## Saved entries
BEGIN

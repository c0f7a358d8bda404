//! End-to-end CLI tests for devsync.
//!
//! These exercise only what is safe on an arbitrary test machine: help/version
//! output, config-dependent error paths, and stub subcommands. Anything that
//! would shell out to `git`, `gh`, or `bw` is covered at the unit level
//! instead, against `FakeProcessRunner`.

use assert_cmd::cargo::cargo_bin_cmd;
use assert_cmd::Command;
use predicates::prelude::*;
use tempfile::TempDir;

fn devsync() -> Command {
    cargo_bin_cmd!("devsync")
}

/// An empty `XDG_CONFIG_HOME` so `devsync::config::load` sees no config file
/// and falls back to `Config::default()`, deterministically across machines.
fn empty_config_home() -> TempDir {
    TempDir::new().unwrap()
}

mod cli_basics {
    use super::*;

    #[test]
    fn help_exits_successfully() {
        devsync().arg("--help").assert().success();
    }

    #[test]
    fn version_exits_successfully() {
        devsync().arg("--version").assert().success();
    }

    #[test]
    fn unknown_subcommand_fails() {
        devsync().arg("not-a-real-command").assert().failure();
    }
}

mod config_and_repo_root {
    use super::*;

    #[test]
    fn repo_list_without_a_configured_root_hints_at_config_init() {
        let home = empty_config_home();
        devsync()
            .env("XDG_CONFIG_HOME", home.path())
            .arg("repo")
            .arg("list")
            .assert()
            .failure()
            .stderr(predicate::str::contains("config init"));
    }

    #[test]
    fn repo_list_with_an_explicit_root_flag_does_not_need_config() {
        let home = empty_config_home();
        let root = TempDir::new().unwrap();
        devsync()
            .env("XDG_CONFIG_HOME", home.path())
            .arg("repo")
            .arg("list")
            .arg("--root")
            .arg(root.path())
            .assert()
            .success();
    }

    #[test]
    fn conflicting_tui_flags_are_rejected_before_any_phase_runs() {
        let home = empty_config_home();
        let root = TempDir::new().unwrap();
        devsync()
            .env("XDG_CONFIG_HOME", home.path())
            .arg("repo")
            .arg("update")
            .arg("--root")
            .arg(root.path())
            .arg("--tui")
            .arg("--no-tui")
            .assert()
            .failure()
            .stderr(predicate::str::contains("--tui"));
    }
}

mod sys_commands {
    use super::*;

    #[test]
    fn sys_list_prints_every_known_manager() {
        let home = empty_config_home();
        let assert = devsync()
            .env("XDG_CONFIG_HOME", home.path())
            .arg("sys")
            .arg("list")
            .assert()
            .success();
        let output = String::from_utf8(assert.get_output().stdout.clone()).unwrap();
        for manager in ["apt", "brew", "npm", "cargo"] {
            assert!(output.contains(manager), "expected {manager} in sys list output:\n{output}");
        }
    }
}

mod stub_subcommands {
    use super::*;

    #[test]
    fn config_init_is_a_documented_stub() {
        let home = empty_config_home();
        devsync()
            .env("XDG_CONFIG_HOME", home.path())
            .arg("config")
            .arg("init")
            .assert()
            .success()
            .stdout(predicate::str::contains("not implemented"));
    }

    #[test]
    fn doctor_is_a_documented_stub() {
        let home = empty_config_home();
        devsync()
            .env("XDG_CONFIG_HOME", home.path())
            .arg("doctor")
            .assert()
            .success()
            .stdout(predicate::str::contains("not implemented"));
    }
}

END

## AIM OF THE EXERCISE
The records above must be retyped in full. Keep each one exactly as it is.

## RESPONSE AREA
repository c0f7a358d8bda404
//! End-to-end CLI tests for devsync.
//!
//! These exercise only what is safe on an arbitrary test machine: help/version
//! output, config-dependent error paths, and stub subcommands. Anything that
//! would shell out to `git`, `gh`, or `bw` is covered at the unit level
//! instead, against `FakeProcessRunner`.

use assert_cmd::cargo::cargo_bin_cmd;
use assert_cmd::Command;
use predicates::prelude::*;
use tempfile::TempDir;

fn devsync() -> Command {
    cargo_bin_cmd!("devsync")
}

/// An empty `XDG_CONFIG_HOME` so `devsync::config::load` sees no config file
/// and falls back to `Config::default()`, deterministically across machines.
fn empty_config_home() -> TempDir {
    TempDir::new().unwrap()
}

mod cli_basics {
    use super::*;

    #[test]
    fn help_exits_successfully() {
        devsync().arg("--help").assert().success();
    }

    #[test]
    fn version_exits_successfully() {
        devsync().arg("--version").assert().success();
    }

    #[test]
    fn unknown_subcommand_fails() {
        devsync().arg("not-a-real-command").assert().failure();
    }
}

mod config_and_repo_root {
    use super::*;

    #[test]
    fn repo_list_without_a_configured_root_hints_at_config_init() {
        let home = empty_config_home();
        devsync()
            .env("XDG_CONFIG_HOME", home.path())
            .arg("repo")
            .arg("list")
            .assert()
            .failure()
            .stderr(predicate::str::contains("config init"));
    }

    #[test]
    fn repo_list_with_an_explicit_root_flag_does_not_need_config() {
        let home = empty_config_home();
        let root = TempDir::new().unwrap();
        devsync()
            .env("XDG_CONFIG_HOME", home.path())
            .arg("repo")
            .arg("list")
            .arg("--root")
            .arg(root.path())
            .assert()
            .success();
    }

    #[test]
    fn conflicting_tui_flags_are_rejected_before_any_phase_runs() {
        let home = empty_config_home();
        let root = TempDir::new().unwrap();
        devsync()
            .env("XDG_CONFIG_HOME", home.path())
            .arg("repo")
            .arg("update")
            .arg("--root")
            .arg(root.path())
            .arg("--tui")
            .arg("--no-tui")
            .assert()
            .failure()
            .stderr(predicate::str::contains("--tui"));
    }
}

mod sys_commands {
    use super::*;

    #[test]
    fn sys_list_prints_every_known_manager() {
        let home = empty_config_home();
        let assert = devsync()
            .env("XDG_CONFIG_HOME", home.path())
            .arg("sys")
            .arg("list")
            .assert()
            .success();
        let output = String::from_utf8(assert.get_output().stdout.clone()).unwrap();
        for manager in ["apt", "brew", "npm", "cargo"] {
            assert!(output.contains(manager), "expected {manager} in sys list output:\n{output}");
        }
    }
}

mod stub_subcommands {
    use super::*;

    #[test]
    fn config_init_is_a_documented_stub() {
        let home = empty_config_home();
        devsync()
            .env("XDG_CONFIG_HOME", home.path())
            .arg("config")
            .arg("init")
            .assert()
            .success()
            .stdout(predicate::str::contains("not implemented"));
    }

    #[test]
    fn doctor_is_a_documented_stub() {
        let home = empty_config_home();
        devsync()
            .env("XDG_CONFIG_HOME", home.path())
            .arg("doctor")
            .assert()
            .success()
            .stdout(predicate::str::contains("not implemented"));
    }
}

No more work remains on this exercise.